This evening I am alone. Ernst is away at the District-Governor's. It is
my birthday to-day; but I have told no one, because I wished rather to
celebrate it in a quiet communion with my own thoughts.
How at this moment the long past years come in review before me! I
see myself once more in the house of my parents: in that good, joyful,
beloved home! I see myself once more by thy side, my beloved and
only sister, in that large, magnificent house, surrounded by meadows
and villages. How we looked down upon them from high windows, and
yet rejoiced that the sun streamed into the most lowly huts just as
pleasantly as into our large saloons--everything seemed to us so well
arranged.
Life then, Cecilia, was joyful and free from care. How we sate and
wept over "Des Voeux Téméraires," and over "Feodor and
Maria,"--such were our cares then. Our life was made up of song, and
dance, and merriment, with our so many cheerful neighbours; with the
most accomplished of whom we got up enthusiasms for music and
literature. We considered ourselves to be virtuous, because we loved
those who loved us, and because we gave of our superfluity to those
who needed it. Friendship was our passion. We were ready to die for
friendship, but towards love we had hearts of stone. How we jested
over our lovers, and thought what fun it would be to act the parts of
austere romance-heroines! How unmerciful we were, and--how easily
our lovers consoled themselves! Then Ernst Frank came on a visit to us.

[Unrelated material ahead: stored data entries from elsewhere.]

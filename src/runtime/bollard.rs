// ABOUTME: Bollard-based container health probe.
// ABOUTME: Inspects containers by name over the Docker-compatible API (Docker and Podman).

use super::health::HealthState;
use super::probe::{ContainerProbe, ProbeError};
use super::types::{RuntimeInfo, RuntimeType};
use crate::types::ServiceName;
use async_trait::async_trait;
use bollard::Docker;
use bollard::models::HealthStatusEnum;
use bollard::query_parameters::InspectContainerOptions;

/// Seconds bollard waits on a single API request before giving up.
const API_TIMEOUT_SECS: u64 = 120;

// =============================================================================
// Error Mapping Helpers
// =============================================================================

/// A 404 from inspect is an absent container, which is a state, not a failure.
fn map_inspect_error(e: bollard::errors::Error) -> Result<HealthState, ProbeError> {
    match &e {
        bollard::errors::Error::DockerResponseServerError { status_code, .. }
            if *status_code == 404 =>
        {
            Ok(HealthState::NotFound)
        }
        bollard::errors::Error::DockerResponseServerError {
            status_code,
            message,
        } => Err(ProbeError::Runtime(format!("{status_code}: {message}"))),
        _ => Err(ProbeError::Unavailable(e.to_string())),
    }
}

fn health_status_str(status: HealthStatusEnum) -> &'static str {
    match status {
        HealthStatusEnum::STARTING => "starting",
        HealthStatusEnum::HEALTHY => "healthy",
        HealthStatusEnum::UNHEALTHY => "unhealthy",
        _ => "none",
    }
}

// =============================================================================
// BollardProbe
// =============================================================================

/// Errors connecting to the runtime socket.
#[derive(Debug, thiserror::Error)]
pub enum ConnectionError {
    #[error("failed to open runtime socket {socket}: {message}")]
    Socket { socket: String, message: String },

    #[error("runtime did not answer ping: {0}")]
    Unresponsive(String),
}

/// Container health probe backed by bollard.
pub struct BollardProbe {
    client: Docker,
    runtime_type: RuntimeType,
}

impl BollardProbe {
    /// Create a probe from an existing client.
    pub fn new(client: Docker, runtime_type: RuntimeType) -> Self {
        Self {
            client,
            runtime_type,
        }
    }

    /// Connect to the runtime socket described by `info`.
    pub fn connect(info: &RuntimeInfo) -> Result<Self, ConnectionError> {
        let client =
            Docker::connect_with_unix(&info.socket_path, API_TIMEOUT_SECS, bollard::API_DEFAULT_VERSION)
                .map_err(|e| ConnectionError::Socket {
                    socket: info.socket_path.clone(),
                    message: e.to_string(),
                })?;
        Ok(Self::new(client, info.runtime_type))
    }

    /// Check the runtime answers before the poll loop starts.
    pub async fn ping(&self) -> Result<(), ConnectionError> {
        self.client
            .ping()
            .await
            .map_err(|e| ConnectionError::Unresponsive(e.to_string()))?;
        Ok(())
    }

    /// Get the runtime type (Docker or Podman).
    pub fn runtime_type(&self) -> RuntimeType {
        self.runtime_type
    }
}

#[async_trait]
impl ContainerProbe for BollardProbe {
    async fn query_health(&self, service: &ServiceName) -> Result<HealthState, ProbeError> {
        let details = match self
            .client
            .inspect_container(service.as_str(), None::<InspectContainerOptions>)
            .await
        {
            Ok(details) => details,
            Err(e) => return map_inspect_error(e),
        };

        let state = details.state.as_ref();
        let running = state.and_then(|s| s.running);
        let status = state
            .and_then(|s| s.health.as_ref())
            .and_then(|h| h.status)
            .map(health_status_str);

        let health = HealthState::from_signals(status, running);
        tracing::debug!(service = %service, %health, "inspected container");
        Ok(health)
    }
}
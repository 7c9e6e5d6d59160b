// ABOUTME: Deploy command implementation.
// ABOUTME: Starts the stack, runs the health gate, then activates the tunnel.

use super::runtime_connection::connect_to_runtime;
use mediastack::config::StackConfig;
use mediastack::deploy::Deployment;
use mediastack::diagnostics::Diagnostics;
use mediastack::error::Result;
use mediastack::output::Output;
use mediastack::sequencer::TokioTicker;

/// Run the full pipeline: start, gate, route DNS, install tunnel.
pub async fn deploy(config: StackConfig, mut output: Output) -> Result<()> {
    // Reject bad settings before touching the stack.
    let gate = config.deployment_config()?;
    let tunnel = config.tunnel.client()?;
    let stack = config.compose_stack();

    output.start_timer();
    let mut diag = Diagnostics::default();

    let probe = connect_to_runtime(&config, &output).await?;

    output.progress(&format!(
        "Deploying stack from {}",
        stack.compose_file().display()
    ));
    let deployment = Deployment::new(config, gate).start_stack(&stack).await?;

    output.progress(&format!(
        "  → Waiting for {} critical service(s) (timeout {}s)...",
        deployment.gate().critical_services().len(),
        deployment.gate().timeout().as_secs()
    ));
    let deployment = deployment
        .wait_until_stable(&probe, &mut TokioTicker, &mut diag, |line| {
            output.status(line)
        })
        .await
        .map_err(|(_, e)| e)?;

    output.progress("  → Routing DNS...");
    let deployment = deployment.route_dns(&tunnel, &mut diag).await?;

    output.progress("  → Installing tunnel service...");
    let report = deployment.install_tunnel(&tunnel, &mut diag).await?.finish();

    // Emit collected warnings
    for warning in diag.warnings() {
        output.warning(&warning.message);
    }

    output.report(&report);
    output.success("Deployment complete!");
    Ok(())
}
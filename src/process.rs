// ABOUTME: Subprocess execution with a deadline for external CLI collaborators.
// ABOUTME: Maps spawn failures, timeouts, and non-zero exits to CommandError.

use std::path::Path;
use std::process::{Output, Stdio};
use std::time::Duration;
use tokio::process::Command;

/// Failure running an external command.
#[derive(Debug, thiserror::Error)]
pub enum CommandError {
    #[error("'{command}' timed out after {} seconds", .timeout.as_secs())]
    Timeout { command: String, timeout: Duration },

    #[error("failed to execute '{command}': {source}")]
    Exec {
        command: String,
        #[source]
        source: std::io::Error,
    },

    #[error("'{command}' exited with {}: {stderr}", .exit_code.map_or("signal".to_string(), |c| format!("code {c}")))]
    Failed {
        command: String,
        stderr: String,
        exit_code: Option<i32>,
    },
}

impl CommandError {
    /// Build a `Failed` error from captured output.
    pub fn failed(command: impl Into<String>, output: &Output) -> Self {
        CommandError::Failed {
            command: command.into(),
            stderr: String::from_utf8_lossy(&output.stderr).trim().to_string(),
            exit_code: output.status.code(),
        }
    }

    /// Captured stderr of a failed command, if any.
    pub fn stderr(&self) -> Option<&str> {
        match self {
            CommandError::Failed { stderr, .. } => Some(stderr),
            _ => None,
        }
    }
}

/// Render a command line for logs and errors.
pub fn display_command(program: &str, args: &[String]) -> String {
    std::iter::once(program)
        .chain(args.iter().map(String::as_str))
        .collect::<Vec<_>>()
        .join(" ")
}

/// Run `program` with `args`, returning its output whatever the exit status.
pub async fn run(
    program: &str,
    args: &[String],
    cwd: Option<&Path>,
    timeout: Duration,
) -> Result<Output, CommandError> {
    let command_line = display_command(program, args);
    tracing::debug!(command = %command_line, "running command");

    let mut command = Command::new(program);
    command
        .args(args)
        .stdin(Stdio::null())
        .stdout(Stdio::piped())
        .stderr(Stdio::piped())
        .kill_on_drop(true);
    if let Some(dir) = cwd {
        command.current_dir(dir);
    }

    match tokio::time::timeout(timeout, command.output()).await {
        Ok(Ok(output)) => Ok(output),
        Ok(Err(source)) => Err(CommandError::Exec {
            command: command_line,
            source,
        }),
        Err(_) => Err(CommandError::Timeout {
            command: command_line,
            timeout,
        }),
    }
}

/// Run `program` with `args`, failing on a non-zero exit status.
pub async fn run_success(
    program: &str,
    args: &[String],
    cwd: Option<&Path>,
    timeout: Duration,
) -> Result<Output, CommandError> {
    let output = run(program, args, cwd, timeout).await?;
    if output.status.success() {
        Ok(output)
    } else {
        Err(CommandError::failed(display_command(program, args), &output))
    }
}
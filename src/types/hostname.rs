// ABOUTME: DNS name types for public tunnel routes.
// ABOUTME: Subdomain labels follow RFC 1123; hostnames join a subdomain onto a domain.

use serde::{Deserialize, Serialize};
use std::fmt;
use thiserror::Error;

#[derive(Debug, Error, PartialEq, Eq)]
pub enum HostnameError {
    #[error("DNS label cannot be empty")]
    Empty,

    #[error("DNS label exceeds maximum length of 63 characters: {0}")]
    TooLong(String),

    #[error("DNS label cannot start or end with a hyphen: {0}")]
    EdgeHyphen(String),

    #[error("invalid character in DNS label: '{0}'")]
    InvalidChar(char),

    #[error("domain must have at least two labels: {0}")]
    NotQualified(String),
}

fn validate_label(label: &str) -> Result<(), HostnameError> {
    if label.is_empty() {
        return Err(HostnameError::Empty);
    }
    if label.len() > 63 {
        return Err(HostnameError::TooLong(label.to_string()));
    }
    if label.starts_with('-') || label.ends_with('-') {
        return Err(HostnameError::EdgeHyphen(label.to_string()));
    }
    for c in label.chars() {
        if !c.is_ascii_alphanumeric() && c != '-' {
            return Err(HostnameError::InvalidChar(c));
        }
    }
    Ok(())
}

/// A single DNS label exposed through the tunnel, e.g. `jellyfin`.
#[derive(Debug, Clone, PartialEq, Eq, Hash, Serialize)]
#[serde(transparent)]
pub struct Subdomain(String);

impl Subdomain {
    pub fn new(value: &str) -> Result<Self, HostnameError> {
        let value = value.trim().to_ascii_lowercase();
        validate_label(&value)?;
        Ok(Self(value))
    }

    pub fn as_str(&self) -> &str {
        &self.0
    }
}

impl fmt::Display for Subdomain {
    fn fmt(&self, f: &mut fmt::Formatter<'_>) -> fmt::Result {
        write!(f, "{}", self.0)
    }
}

impl<'de> Deserialize<'de> for Subdomain {
    fn deserialize<D: serde::Deserializer<'de>>(deserializer: D) -> Result<Self, D::Error> {
        let s = String::deserialize(deserializer)?;
        Subdomain::new(&s).map_err(serde::de::Error::custom)
    }
}

/// Registered domain the tunnel publishes under, e.g. `example.com`.
#[derive(Debug, Clone, PartialEq, Eq, Hash, Serialize)]
#[serde(transparent)]
pub struct Domain(String);

impl Domain {
    pub fn new(value: &str) -> Result<Self, HostnameError> {
        let value = value.trim().trim_end_matches('.').to_ascii_lowercase();
        if value.is_empty() {
            return Err(HostnameError::Empty);
        }
        if !value.contains('.') {
            return Err(HostnameError::NotQualified(value));
        }
        for label in value.split('.') {
            validate_label(label)?;
        }
        Ok(Self(value))
    }

    pub fn as_str(&self) -> &str {
        &self.0
    }

    /// Fully qualified hostname for a subdomain of this domain.
    pub fn hostname(&self, subdomain: &Subdomain) -> Hostname {
        Hostname(format!("{}.{}", subdomain, self.0))
    }
}

impl fmt::Display for Domain {
    fn fmt(&self, f: &mut fmt::Formatter<'_>) -> fmt::Result {
        write!(f, "{}", self.0)
    }
}

impl<'de> Deserialize<'de> for Domain {
    fn deserialize<D: serde::Deserializer<'de>>(deserializer: D) -> Result<Self, D::Error> {
        let s = String::deserialize(deserializer)?;
        Domain::new(&s).map_err(serde::de::Error::custom)
    }
}

/// Fully qualified public hostname. Only built through [`Domain::hostname`].
#[derive(Debug, Clone, PartialEq, Eq, Hash, Serialize)]
#[serde(transparent)]
pub struct Hostname(String);

impl Hostname {
    pub fn as_str(&self) -> &str {
        &self.0
    }
}

impl fmt::Display for Hostname {
    fn fmt(&self, f: &mut fmt::Formatter<'_>) -> fmt::Result {
        write!(f, "{}", self.0)
    }
}
// ABOUTME: Summary of a finished deployment.
// ABOUTME: Serializable for JSON output.

use chrono::{DateTime, Utc};
use serde::Serialize;
use std::time::Duration;

use crate::tunnel::{InstallOutcome, RouteOutcome};
use crate::types::Hostname;

/// One DNS route created (or found) during activation.
#[derive(Debug, Clone, PartialEq, Eq, Serialize)]
pub struct RouteRecord {
    pub hostname: Hostname,
    pub outcome: RouteOutcome,
}

#[derive(Debug, Clone, Serialize)]
pub struct DeployReport {
    pub started_at: DateTime<Utc>,
    pub finished_at: DateTime<Utc>,
    pub polls: u32,
    #[serde(with = "humantime_serde")]
    pub waited: Duration,
    pub routes: Vec<RouteRecord>,
    pub tunnel: InstallOutcome,
}
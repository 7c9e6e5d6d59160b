// ABOUTME: Tunnel client configuration.
// ABOUTME: Tunnel id (literal or from env), client binary, config path, and command deadline.

use super::EnvValue;
use crate::error::{Error, Result};
use crate::tunnel::{CloudflaredTunnel, DEFAULT_COMMAND_TIMEOUT, TunnelId};
use serde::Deserialize;
use std::path::PathBuf;
use std::time::Duration;

#[derive(Debug, Clone, Deserialize)]
pub struct TunnelConfig {
    pub id: EnvValue,

    #[serde(default = "default_binary")]
    pub binary: PathBuf,

    #[serde(default)]
    pub config: Option<PathBuf>,

    #[serde(default = "default_command_timeout", with = "humantime_serde")]
    pub command_timeout: Duration,
}

fn default_binary() -> PathBuf {
    PathBuf::from("cloudflared")
}

fn default_command_timeout() -> Duration {
    DEFAULT_COMMAND_TIMEOUT
}

impl TunnelConfig {
    /// Resolve and validate the tunnel id.
    pub fn tunnel_id(&self) -> Result<TunnelId> {
        let raw = self.id.resolve()?;
        TunnelId::new(&raw).map_err(|e| Error::InvalidConfig(format!("tunnel.id: {e}")))
    }

    /// Build the tunnel client described by this config.
    pub fn client(&self) -> Result<CloudflaredTunnel> {
        let mut client =
            CloudflaredTunnel::new(&self.binary, self.tunnel_id()?).timeout(self.command_timeout);
        if let Some(path) = &self.config {
            client = client.config(path);
        }
        Ok(client)
    }
}
// ABOUTME: Entry point for the mediastack CLI application.
// ABOUTME: Parses arguments and dispatches to appropriate command handlers.

mod cli;
mod commands;

use clap::Parser;
use cli::{Cli, Commands};
use mediastack::error::{Error, Result};
use mediastack::output::{Output, OutputMode};
use tracing_subscriber::EnvFilter;

#[tokio::main]
async fn main() {
    let cli = Cli::parse();

    // Initialize tracing subscriber based on verbose flag
    let filter = if cli.verbose {
        EnvFilter::new("debug")
    } else {
        EnvFilter::new("warn")
    };
    tracing_subscriber::fmt()
        .with_env_filter(filter)
        .with_target(true)
        .with_writer(std::io::stderr)
        .init();

    let mode = OutputMode::from_flags(cli.quiet, cli.json);

    // Ctrl-C drops the running pipeline; subprocesses are killed on drop.
    let result = tokio::select! {
        result = run(cli, Output::new(mode)) => result,
        _ = tokio::signal::ctrl_c() => Err(Error::Interrupted),
    };

    if let Err(e) = result {
        Output::new(mode).error(&e.to_string());
        std::process::exit(1);
    }
}

async fn run(cli: Cli, output: Output) -> Result<()> {
    let config = commands::load_config(cli.config.as_deref())?;

    match cli.command {
        Commands::Deploy(gate) => {
            let config = config.with_health_overrides(gate.timeout, gate.poll_interval);
            commands::deploy(config, output).await
        }
        Commands::Wait(gate) => {
            let config = config.with_health_overrides(gate.timeout, gate.poll_interval);
            commands::wait(config, output).await
        }
        Commands::Status => commands::status(config, output).await,
        Commands::Activate(gate) => {
            let config = config.with_health_overrides(gate.timeout, gate.poll_interval);
            commands::activate(config, output).await
        }
    }
}
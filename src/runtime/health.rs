// ABOUTME: Point-in-time health classification for one container.
// ABOUTME: Folds the runtime's health-status string and running flag into HealthState.

use serde::Serialize;
use std::fmt;

/// Health of a single container as read at one poll tick.
#[derive(Debug, Clone, Copy, PartialEq, Eq, Hash, Serialize)]
#[serde(rename_all = "snake_case")]
pub enum HealthState {
    /// Running and its health check passes.
    Healthy,
    /// Running and its health check fails.
    Unhealthy,
    /// Running and still inside its health check start period.
    Starting,
    /// Running, but the image defines no health check.
    NoHealthcheck,
    /// The container exists but is not running.
    NotRunning,
    /// No container with this name exists.
    NotFound,
}

impl HealthState {
    /// Classify a container from its two inspection signals.
    ///
    /// `status` is the raw health status (`healthy`, `unhealthy`, `starting`,
    /// `none` or empty) and `running` the runtime's running flag. `None`
    /// means the signal could not be read. When neither resolves the
    /// container is treated as absent.
    pub fn from_signals(status: Option<&str>, running: Option<bool>) -> Self {
        match (status, running) {
            (None, None) => HealthState::NotFound,
            (_, None) | (_, Some(false)) => HealthState::NotRunning,
            (None, Some(true)) => HealthState::NoHealthcheck,
            (Some(status), Some(true)) => match status.trim().to_ascii_lowercase().as_str() {
                "healthy" => HealthState::Healthy,
                "starting" => HealthState::Starting,
                "" | "none" | "<no value>" => HealthState::NoHealthcheck,
                // "unhealthy" and anything the runtime adds later
                _ => HealthState::Unhealthy,
            },
        }
    }

    /// Whether the container process is up.
    pub fn is_running(self) -> bool {
        !matches!(self, HealthState::NotRunning | HealthState::NotFound)
    }

    /// Running but not yet confirmed healthy. Only blocking services extend the wait.
    pub fn is_blocking(self) -> bool {
        matches!(
            self,
            HealthState::Unhealthy | HealthState::Starting | HealthState::NoHealthcheck
        )
    }

    /// Container is stopped or missing.
    pub fn is_absent(self) -> bool {
        !self.is_running()
    }

    pub fn as_str(self) -> &'static str {
        match self {
            HealthState::Healthy => "healthy",
            HealthState::Unhealthy => "unhealthy",
            HealthState::Starting => "starting",
            HealthState::NoHealthcheck => "no healthcheck",
            HealthState::NotRunning => "not running",
            HealthState::NotFound => "not found",
        }
    }
}

impl fmt::Display for HealthState {
    fn fmt(&self, f: &mut fmt::Formatter<'_>) -> fmt::Result {
        f.write_str(self.as_str())
    }
}
// ABOUTME: Error types for deployment pipeline transitions.
// ABOUTME: Covers stack start, health gate, and tunnel activation failures.

use std::time::Duration;

use crate::sequencer::{PollSnapshot, SequencerError};
use crate::stack::StackError;
use crate::tunnel::TunnelError;

/// Errors that can occur during deployment state transitions.
#[derive(Debug, thiserror::Error)]
pub enum DeployError {
    /// The stack could not be started.
    #[error("failed to start stack: {0}")]
    StackStartFailed(#[from] StackError),

    /// The health gate expired with services still unconfirmed.
    #[error(
        "critical services not healthy after {} seconds: {}. The stack is still running; \
         inspect the container logs, then re-run `mediastack activate`",
        .waited.as_secs(),
        .blocking
    )]
    NotStable {
        waited: Duration,
        blocking: String,
        snapshot: PollSnapshot,
    },

    /// The runtime could not be queried.
    #[error("health gate aborted: {0}")]
    HealthGate(#[from] SequencerError),

    /// DNS routing or tunnel install failed.
    #[error("tunnel activation failed: {0}")]
    Activation(#[from] TunnelError),
}

/// Error kind for programmatic handling.
#[derive(Debug, Clone, Copy, PartialEq, Eq)]
pub enum DeployErrorKind {
    StackStart,
    NotStable,
    ProbeFailure,
    DnsRoute,
    TunnelInstall,
}

impl DeployError {
    /// Returns the error kind for programmatic handling.
    pub fn kind(&self) -> DeployErrorKind {
        match self {
            DeployError::StackStartFailed(_) => DeployErrorKind::StackStart,
            DeployError::NotStable { .. } => DeployErrorKind::NotStable,
            DeployError::HealthGate(_) => DeployErrorKind::ProbeFailure,
            DeployError::Activation(TunnelError::Route { .. }) => DeployErrorKind::DnsRoute,
            DeployError::Activation(TunnelError::Install(_)) => DeployErrorKind::TunnelInstall,
        }
    }

    /// True when the stack is healthy enough to retry activation later.
    pub fn is_retryable(&self) -> bool {
        matches!(
            self.kind(),
            DeployErrorKind::NotStable | DeployErrorKind::DnsRoute | DeployErrorKind::TunnelInstall
        )
    }
}
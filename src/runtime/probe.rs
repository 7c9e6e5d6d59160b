// ABOUTME: Capability trait for reading container health.
// ABOUTME: Decouples the sequencer from the concrete container runtime.

use super::health::HealthState;
use crate::types::ServiceName;
use async_trait::async_trait;

/// Reads the current health of a named container.
///
/// Implementations must report a missing container as
/// [`HealthState::NotFound`] and a stopped one as
/// [`HealthState::NotRunning`]. An `Err` means the runtime itself could not
/// be queried and aborts the whole deployment.
#[async_trait]
pub trait ContainerProbe: Send + Sync {
    async fn query_health(&self, service: &ServiceName) -> Result<HealthState, ProbeError>;
}

#[async_trait]
impl<P: ContainerProbe + ?Sized> ContainerProbe for &P {
    async fn query_health(&self, service: &ServiceName) -> Result<HealthState, ProbeError> {
        (**self).query_health(service).await
    }
}

/// Errors from probing the runtime. Container absence is never an error.
#[derive(Debug, thiserror::Error)]
pub enum ProbeError {
    #[error("container runtime unreachable: {0}")]
    Unavailable(String),

    #[error("container runtime error: {0}")]
    Runtime(String),
}
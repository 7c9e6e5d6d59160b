// ABOUTME: State transition methods for deployment orchestration.
// ABOUTME: Each method consumes self and returns the next state on success.

use chrono::Utc;

use crate::diagnostics::{Diagnostics, Warning};
use crate::runtime::ContainerProbe;
use crate::sequencer::{Sequencer, SequencerOutcome, StatusLine, Ticker};
use crate::stack::StackOps;
use crate::tunnel::{InstallOutcome, RouteOutcome, TunnelOps};

use super::Deployment;
use super::error::DeployError;
use super::report::{DeployReport, RouteRecord};
use super::state::{Activated, DnsRouted, Initialized, Stable, StackStarted};

/// Result type for transitions that hand the deployment back on failure.
pub type TransitionResult<T, S> = Result<Deployment<T>, (Deployment<S>, DeployError)>;

// =============================================================================
// Internal Helpers
// =============================================================================

impl<S> Deployment<S> {
    /// Internal helper to move into the next state.
    fn transition<T>(self, state: T) -> Deployment<T> {
        Deployment {
            config: self.config,
            gate: self.gate,
            started_at: self.started_at,
            state,
        }
    }
}

// =============================================================================
// Initialized -> StackStarted
// =============================================================================

impl Deployment<Initialized> {
    /// Bring the container stack up.
    ///
    /// # Errors
    ///
    /// Returns `DeployError::StackStartFailed` if the stack cannot be started.
    #[must_use = "deployment state must be used"]
    pub async fn start_stack<K: StackOps + ?Sized>(
        self,
        stack: &K,
    ) -> Result<Deployment<StackStarted>, DeployError> {
        stack.start_stack().await?;
        Ok(self.transition(StackStarted))
    }
}

// =============================================================================
// StackStarted -> Stable
// =============================================================================

impl Deployment<StackStarted> {
    /// Run the health gate until every running critical service is healthy.
    ///
    /// Critical services that are stopped or missing do not hold the gate;
    /// each one is recorded as a warning in `diag`.
    ///
    /// # Errors
    ///
    /// Returns `(self, DeployError::NotStable)` when the timeout expires and
    /// `(self, DeployError::HealthGate)` when the runtime cannot be queried.
    /// The stack is left running in both cases.
    #[must_use = "deployment state must be used"]
    pub async fn wait_until_stable<P, T>(
        self,
        probe: &P,
        ticker: &mut T,
        diag: &mut Diagnostics,
        on_status: impl FnMut(&StatusLine) + Send,
    ) -> TransitionResult<Stable, StackStarted>
    where
        P: ContainerProbe + ?Sized,
        T: Ticker + ?Sized,
    {
        let result = Sequencer::new(&self.gate, probe)
            .on_status(on_status)
            .run(ticker)
            .await;

        let report = match result {
            Ok(report) => report,
            Err(e) => return Err((self, DeployError::HealthGate(e))),
        };

        match report.outcome {
            SequencerOutcome::AllStable => {
                for absent in report.snapshot.absent() {
                    diag.warn(Warning::critical_service_absent(format!(
                        "critical service {} is {} and did not gate activation",
                        absent.service, absent.state
                    )));
                }
                Ok(self.transition(Stable { report }))
            }
            SequencerOutcome::TimedOut => {
                let blocking = report
                    .snapshot
                    .blocking()
                    .map(ToString::to_string)
                    .collect::<Vec<_>>()
                    .join(", ");
                let err = DeployError::NotStable {
                    waited: report.elapsed,
                    blocking,
                    snapshot: report.snapshot,
                };
                Err((self, err))
            }
        }
    }
}

// =============================================================================
// Stable -> DnsRouted
// =============================================================================

impl Deployment<Stable> {
    /// Create a DNS route for every public hostname, in configured order.
    ///
    /// An existing record is recorded as a warning rather than an error.
    ///
    /// # Errors
    ///
    /// Returns `DeployError::Activation` on the first route that fails.
    #[must_use = "deployment state must be used"]
    pub async fn route_dns<X: TunnelOps + ?Sized>(
        self,
        tunnel: &X,
        diag: &mut Diagnostics,
    ) -> Result<Deployment<DnsRouted>, DeployError> {
        let mut routes = Vec::new();

        for hostname in self.config.hostnames() {
            let outcome = tunnel.route_dns(&hostname).await?;
            if outcome == RouteOutcome::AlreadyExists {
                diag.warn(Warning::dns_route_exists(format!(
                    "DNS record for {hostname} already exists; left unchanged"
                )));
            }
            tracing::info!(%hostname, ?outcome, "dns route");
            routes.push(RouteRecord { hostname, outcome });
        }

        let Stable { report } = self.state;
        Ok(Deployment {
            config: self.config,
            gate: self.gate,
            started_at: self.started_at,
            state: DnsRouted { report, routes },
        })
    }
}

// =============================================================================
// DnsRouted -> Activated
// =============================================================================

impl Deployment<DnsRouted> {
    /// Install the tunnel client as a persistent service.
    ///
    /// # Errors
    ///
    /// Returns `DeployError::Activation` if the install fails.
    #[must_use = "deployment state must be used"]
    pub async fn install_tunnel<X: TunnelOps + ?Sized>(
        self,
        tunnel: &X,
        diag: &mut Diagnostics,
    ) -> Result<Deployment<Activated>, DeployError> {
        let outcome = tunnel.install_service().await?;
        if outcome == InstallOutcome::AlreadyInstalled {
            diag.warn(Warning::tunnel_already_installed(
                "tunnel service was already installed; existing service kept",
            ));
        }

        let DnsRouted { report, routes } = self.state;
        Ok(Deployment {
            config: self.config,
            gate: self.gate,
            started_at: self.started_at,
            state: Activated {
                report,
                routes,
                tunnel: outcome,
            },
        })
    }

    pub fn routes(&self) -> &[RouteRecord] {
        &self.state.routes
    }
}

// =============================================================================
// Activated - Terminal State
// =============================================================================

impl Deployment<Activated> {
    /// Consume the deployment and summarize it.
    pub fn finish(self) -> DeployReport {
        let Activated {
            report,
            routes,
            tunnel,
        } = self.state;
        DeployReport {
            started_at: self.started_at,
            finished_at: Utc::now(),
            polls: report.polls,
            waited: report.elapsed,
            routes,
            tunnel,
        }
    }
}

The rumour of a learned and strong-minded man preceded him, and
fixed our regards upon him, because women, whether well-informed or
not themselves, are attracted by such men. Do you not remember how

much he occupied our minds? how his noble person, his calm,
self-assured demeanour, his frank, decided, yet always polite behaviour
charmed us at first, and the awed us?
One could say of him, that morally as well as physically he stood
firmly. His deep mourning dress, together with an expression of quiet
manly grief, which at times shaded his countenance, combined to make
him interesting to us; nevertheless, you thought that he looked too stern,
and I very soon lost in his presence my accustomed gaiety. Whenever
his dark grave eyes were fixed upon me, I was conscious that they
possessed a half-bewitching, half-oppressive power over me; I felt
myself happy because of it, yet at the same time filled with anxiety; my
very action was constrained, my hands became cold and did everything
blunderingly, nor ever did I speak so stupidly as when I observed that
he listened. Aunt Lisette gave me one day this maxim: "My dear,
remember what I now tell thee: if a man thinks that thou art a fool, it
does not injure thee the least in his opinion; but if he once thinks that
thou considerest him a fool, then art thou lost for ever with him!" With
the last it may be just as it will--I have heard a clever young man
declare that it would operate upon him like salt on fire--however, this is
certain, that the first part of Aunt Lisette's maxim is correct, since my
stupidity in Ernst's presence did not injure me at all in his opinion, and
when he was kind and gentle, how inexpressibly agreeable he was!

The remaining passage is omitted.